Nature volume 459pages 857–860 (2009)Cite this article

Abstract

Many eukaryotic cell types undergo size-dependent cell cycle transitions controlled by the ubiquitous cyclin-dependent kinase Cdk1 (refs 1–4). The proteins that control Cdk1 activity are well described but their links with mechanisms monitoring cell size remain elusive. In the fission yeast Schizosaccharomyces pombe, cells enter mitosis and divide at a defined and reproducible size owing to the regulated activity of Cdk1 (refs 2, 3). Here we show that the cell polarity protein kinase Pom1, which localizes to cell ends5, regulates a signalling network that contributes to the control of mitotic entry.
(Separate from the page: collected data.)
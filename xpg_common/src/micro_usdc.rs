use std::{
    fmt::Display,
    iter::Sum,
    ops::{Add, Mul},
    str::FromStr,
};

use serde::{Deserialize, Serialize};
use sqlx::Type;
use thiserror::Error;

use crate::op;

pub const USDC_CURRENCY_CODE: &str = "USDC";

const MICRO_PER_UNIT: i64 = 1_000_000;

//--------------------------------------     MicroUsdc       ---------------------------------------------------------
/// An amount of money in millionths of a unit.
///
/// USDC carries six decimal places on-chain, so one `MicroUsdc` is exactly one base unit of the
/// token. Fiat amounts (product prices, ledger entries) use the same denomination so that amounts
/// can be compared and summed without floating point anywhere in the money path.
#[derive(Debug, Clone, Copy, Default, Type, Ord, PartialOrd, Serialize, Deserialize)]
#[sqlx(transparent)]
pub struct MicroUsdc(i64);

op!(binary MicroUsdc, Add, add);
op!(binary MicroUsdc, Sub, sub);
op!(inplace MicroUsdc, SubAssign, sub_assign);
op!(unary MicroUsdc, Neg, neg);

impl Mul<i64> for MicroUsdc {
    type Output = Self;

    fn mul(self, rhs: i64) -> Self::Output {
        Self::from(self.value() * rhs)
    }
}

impl Sum for MicroUsdc {
    fn sum<I: Iterator<Item = Self>>(iter: I) -> Self {
        iter.fold(Self::default(), Add::add)
    }
}

#[derive(Debug, Clone, Error)]
#[error("Value cannot be represented in micro USDC: {0}")]
pub struct MicroUsdcConversionError(String);

impl From<i64> for MicroUsdc {
    fn from(value: i64) -> Self {
        Self(value)
    }
}

impl PartialEq for MicroUsdc {
    fn eq(&self, other: &Self) -> bool {
        self.0 == other.0
    }
}

impl Eq for MicroUsdc {}

impl TryFrom<u64> for MicroUsdc {
    type Error = MicroUsdcConversionError;

    fn try_from(value: u64) -> Result<Self, Self::Error> {
        if value > i64::MAX as u64 {
            Err(MicroUsdcConversionError(format!("Value {} is too large to convert to MicroUsdc", value)))
        } else {
            #[allow(clippy::cast_possible_wrap)]
            Ok(Self(value as i64))
        }
    }
}

impl Display for MicroUsdc {
    fn fmt(&self, f: &mut std::fmt::Formatter<'_>) -> std::fmt::Result {
        let units = self.0 as f64 / MICRO_PER_UNIT as f64;
        write!(f, "{units:0.2}")
    }
}

impl FromStr for MicroUsdc {
    type Err = MicroUsdcConversionError;

    /// Parses a decimal amount such as `"10"`, `"10.5"` or `"0.000001"`. At most six decimal
    /// places are accepted; anything finer cannot be represented on-chain.
    fn from_str(s: &str) -> Result<Self, Self::Err> {
        let s = s.trim();
        let (sign, s) = match s.strip_prefix('-') {
            Some(rest) => (-1i64, rest),
            None => (1i64, s),
        };
        let (whole, frac) = match s.split_once('.') {
            Some((w, f)) => (w, f),
            None => (s, ""),
        };
        if whole.is_empty() && frac.is_empty() {
            return Err(MicroUsdcConversionError(format!("'{s}' is not a decimal amount")));
        }
        if frac.len() > 6 {
            return Err(MicroUsdcConversionError(format!("'{s}' has more than 6 decimal places")));
        }
        let whole: i64 = if whole.is_empty() {
            0
        } else {
            whole.parse().map_err(|e| MicroUsdcConversionError(format!("'{s}' is not a decimal amount. {e}")))?
        };
        let mut frac_micro: i64 = if frac.is_empty() {
            0
        } else {
            frac.parse().map_err(|e| MicroUsdcConversionError(format!("'{s}' is not a decimal amount. {e}")))?
        };
        frac_micro *= 10i64.pow(6 - frac.len() as u32);
        whole
            .checked_mul(MICRO_PER_UNIT)
            .and_then(|w| w.checked_add(frac_micro))
            .and_then(|v| v.checked_mul(sign))
            .map(Self)
            .ok_or_else(|| MicroUsdcConversionError(format!("'{s}' overflows the micro USDC range")))
    }
}

impl MicroUsdc {
    pub fn value(&self) -> i64 {
        self.0
    }

    pub fn from_units(units: i64) -> Self {
        Self(units * MICRO_PER_UNIT)
    }

    /// Converts a floating point amount (as received in JSON payloads) to micro units, rounding
    /// to the nearest micro unit.
    pub fn from_units_f64(units: f64) -> Self {
        Self((units * MICRO_PER_UNIT as f64).round() as i64)
    }

    pub fn to_units_f64(&self) -> f64 {
        self.0 as f64 / MICRO_PER_UNIT as f64
    }

    /// Renders the amount as a plain decimal string, e.g. `12500000` -> `"12.5"`. This is the
    /// format the off-ramp and wallet provider APIs expect.
    pub fn to_decimal_string(&self) -> String {
        let sign = if self.0 < 0 { "-" } else { "" };
        let abs = self.0.unsigned_abs();
        let whole = abs / MICRO_PER_UNIT as u64;
        let frac = abs % MICRO_PER_UNIT as u64;
        if frac == 0 {
            format!("{sign}{whole}")
        } else {
            let frac = format!("{frac:06}");
            format!("{sign}{whole}.{}", frac.trim_end_matches('0'))
        }
    }

    pub fn is_positive(&self) -> bool {
        self.0 > 0
    }

    /// Overflow-checked scaling. Totals derived from stored values (a price times an invoice
    /// quantity) must go through this rather than `*`.
    pub fn checked_mul(self, rhs: i64) -> Option<Self> {
        self.0.checked_mul(rhs).map(Self)
    }
}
This network is located at cortical nodes in the middle of interphase cells, and these nodes contain the Cdk1 inhibitor Wee1, the Wee1-inhibitory kinases Cdr1 (also known as Nim1) and Cdr2, and the anillin-like protein Mid1. Cdr2 establishes the hierarchical localization of other proteins in the nodes, and receives negative regulatory signals from Pom1. Pom1 forms a polar gradient extending from the cell ends towards the cell middle and acts as a dose-dependent inhibitor of mitotic entry, working through the Cdr2 pathway. As cells elongate, Pom1 levels decrease at the cell middle, leading to mitotic entry. We propose that the Pom1 polar gradient and the medial cortical nodes generate information about cell size and coordinate this with mitotic entry by regulating Cdk1 through Pom1, Cdr2, Cdr1 and Wee1.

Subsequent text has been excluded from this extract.